If you're doing this for performance reasons, I would rather get an Intel SSD than use 3 HDDs in RAID 5 (especially if those are 5400 RPM drives). It will be faster, quieter and use less power.

If you want RAID, I suggest you look at how to align partitions to the MD device stripe boundaries to reduce the number of reads/writes you need to perform. For example, by default MD uses 64k chunk size, so you will want to align LVM partitions on 128k boundaries. This is a little tricky with LVM due to it's metadata. Additionally, you can also align file systems such as XFS and ext4. Check the man pages for mke2fs and mkfs.xfs.

This has been discusses several times on the XFS, linux raid and LVM mailing lists, look for information there.

Some more links which might be useful:

http://www.linuxfoundation.org/news-media/blogs/browse/2009/02/aligning-filesystems-ssd%E2%80%99s-erase-block-size

http://www.socalsysadmin.com/2008/10/15/optimizing-xfs-on-raid-arrays/

Also you might want to experiment with read ahead values for block devices to optimize performance (you can set read ahead separately on the disk, partition, md and lvm devices, but I haven't yet found a definitive answer to what settings are optimal.)

----------

## jasn

Thanks for the tips Ace.

The links you referenced are welcome reading/education for me. My main reason for configuring this system in this way, is for learning. I wanted to see if I could build a laptop config with a single file system on a RAID-5 array, which can continue to operate through the replacement of a drive.

A second question I had was, what are the main benefits to using LVM on top of a RAID array? I ask because I assume that with RAID-5, I have the ability to replace a drive in the array, without stopping the system. With LVM, if I replaced drives in the array with bigger drives, would LVM allow me to dynamically expand the volume size, without stopping the system as well?

----------

## aceFruchtsaft

The main benefit from using LVM that I see is ease of administration, even though LVM adds an additional layer and makes things more complex. If you have many partitions and want to resize them on demand, LVM is much more comfortable than messing around with the partition table directly. I think this is great because I always use many partitions and do not need to worry about initial partition size or waste disk space on partitions that currently don't need it.

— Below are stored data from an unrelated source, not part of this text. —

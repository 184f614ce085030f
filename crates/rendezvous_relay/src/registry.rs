/*
 * SPDX-FileCopyrightText: 2026 RedHunt07 - FEDI3 Project
 * SPDX-License-Identifier: AGPL-3.0-only
 */

use rendezvous_protocol::Envelope;
use std::collections::HashMap;
use std::sync::atomic::{AtomicU64, Ordering};
use tokio::sync::mpsc;
use tracing::{debug, info};

pub const REPLACED_REASON: &str = "replaced by newer connection";
pub const STALE_REASON: &str = "outbound queue unavailable";

static CONN_ID: AtomicU64 = AtomicU64::new(1);

pub type ConnId = u64;

/// What the transport writer receives for one connection.
#[derive(Debug, Clone, PartialEq, Eq)]
pub enum Outbound {
    Frame(String),
    Close(&'static str),
}

/// Per-recipient result of a send. A stale handle is evicted, never
/// escalated into a failure of the operation that triggered the send.
#[derive(Debug, Clone, Copy, PartialEq, Eq)]
pub enum Delivery {
    Delivered,
    Stale,
}

/// Sender half of one live connection's outbound queue.
#[derive(Debug, Clone)]
pub struct ConnHandle {
    id: ConnId,
    tx: mpsc::Sender<Outbound>,
}

impl ConnHandle {
    pub fn new(tx: mpsc::Sender<Outbound>) -> Self {
        Self {
            id: CONN_ID.fetch_add(1, Ordering::Relaxed),
            tx,
        }
    }

    pub fn id(&self) -> ConnId {
        self.id
    }

    /// Never waits: a full queue means the peer is not keeping up and is
    /// treated like a closed one.
    pub fn send(&self, out: Outbound) -> Delivery {
        match self.tx.try_send(out) {
            Ok(()) => Delivery::Delivered,
            Err(_) => Delivery::Stale,
        }
    }

    pub fn close(&self, reason: &'static str) {
        let _ = self.tx.try_send(Outbound::Close(reason));
    }
}

#[derive(Debug, Default)]
pub struct DeliveryReport {
    pub delivered: usize,
    pub evicted: Vec<String>,
}

/// Client id <-> live connection map of one session; at most one live
/// connection per client id.
#[derive(Debug, Default)]
pub struct ConnectionRegistry {
    by_client: HashMap<String, ConnHandle>,
    by_conn: HashMap<ConnId, String>,
}

impl ConnectionRegistry {
    pub fn new() -> Self {
        Self::default()
    }

    pub fn len(&self) -> usize {
        self.by_client.len()
    }

    pub fn is_empty(&self) -> bool {
        self.by_client.is_empty()
    }

    pub fn client_of(&self, conn: ConnId) -> Option<&str> {
        self.by_conn.get(&conn).map(String::as_str)
    }

    pub fn handle_of(&self, client_id: &str) -> Option<&ConnHandle> {
        self.by_client.get(client_id)
    }

    /// Installs `handle` for `client_id`. A different live handle already held
    /// by that client is closed and returned. If `handle` was registered under
    /// another identity, that mapping is dropped first.
    pub fn attach(&mut self, client_id: &str, handle: ConnHandle) -> Option<ConnHandle> {
        if let Some(previous_id) = self.by_conn.get(&handle.id).cloned() {
            if previous_id == client_id {
                return None;
            }
            self.by_conn.remove(&handle.id);
            if self.by_client.get(&previous_id).map(|h| h.id) == Some(handle.id) {
                self.by_client.remove(&previous_id);
            }
        }

        self.by_conn.insert(handle.id, client_id.to_string());
        let replaced = self.by_client.insert(client_id.to_string(), handle)?;
        self.by_conn.remove(&replaced.id);
        info!(client = %client_id, conn = replaced.id, "connection replaced");
        replaced.close(REPLACED_REASON);
        Some(replaced)
    }

    /// Removes the mapping owned by `conn`. A superseded connection never
    /// evicts its replacement.
    pub fn detach(&mut self, conn: ConnId) -> Option<String> {
        let client_id = self.by_conn.remove(&conn)?;
        if self.by_client.get(&client_id).map(|h| h.id) == Some(conn) {
            self.by_client.remove(&client_id);
        }
        Some(client_id)
    }

    pub fn client_ids(&self) -> impl Iterator<Item = &String> {
        self.by_client.keys()
    }

    /// Sends `frame` (the serialized `envelope`) to every live connection the
    /// envelope is visible to, skipping `excluded`. Stale handles are evicted.
    pub fn deliver_except(&mut self, excluded: Option<&str>, envelope: &Envelope, frame: &str) -> DeliveryReport {
        let mut report = DeliveryReport::default();
        for (client_id, handle) in &self.by_client {
            if Some(client_id.as_str()) == excluded || !envelope.is_visible_to(client_id) {
                continue;
            }
            match handle.send(Outbound::Frame(frame.to_string())) {
                Delivery::Delivered => report.delivered += 1,
                Delivery::Stale => report.evicted.push(client_id.clone()),
            }
        }
        for client_id in &report.evicted {
            if let Some(handle) = self.by_client.remove(client_id) {
                debug!(client = %client_id, conn = handle.id, "evicting stale connection");
                self.by_conn.remove(&handle.id);
                handle.close(STALE_REASON);
            }
        }
        report
    }
}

If you want to add larger disks you will have to first grow the MD array (I've never done this, but see man mdadm and the "grow" option), then resize the LVM physical volume with pvresize and then you can allocate additional space to single logical volumes using lvresize. Finally, you will have to resize the file system on the logical volume with xfs_grow or resize_reiserfs or resize2fs, which can be done online.

----------

## Mad Merlin

When you see reference to growing RAID 5 arrays with mdadm, they're really referring to a reshape, which is the process of seamlessly adding an additional disk to the array (and obviously gaining the space associated with the additional disk). AFAIK, you cannot grow a RAID 5 array by enlarging the underlying partitions and performing some magic. (You can, however, swap out the drives one by one for larger drives, provided you let the array resync between each swap, leaving you with the extra unused space on each drive which can then be used as you see fit.)

----------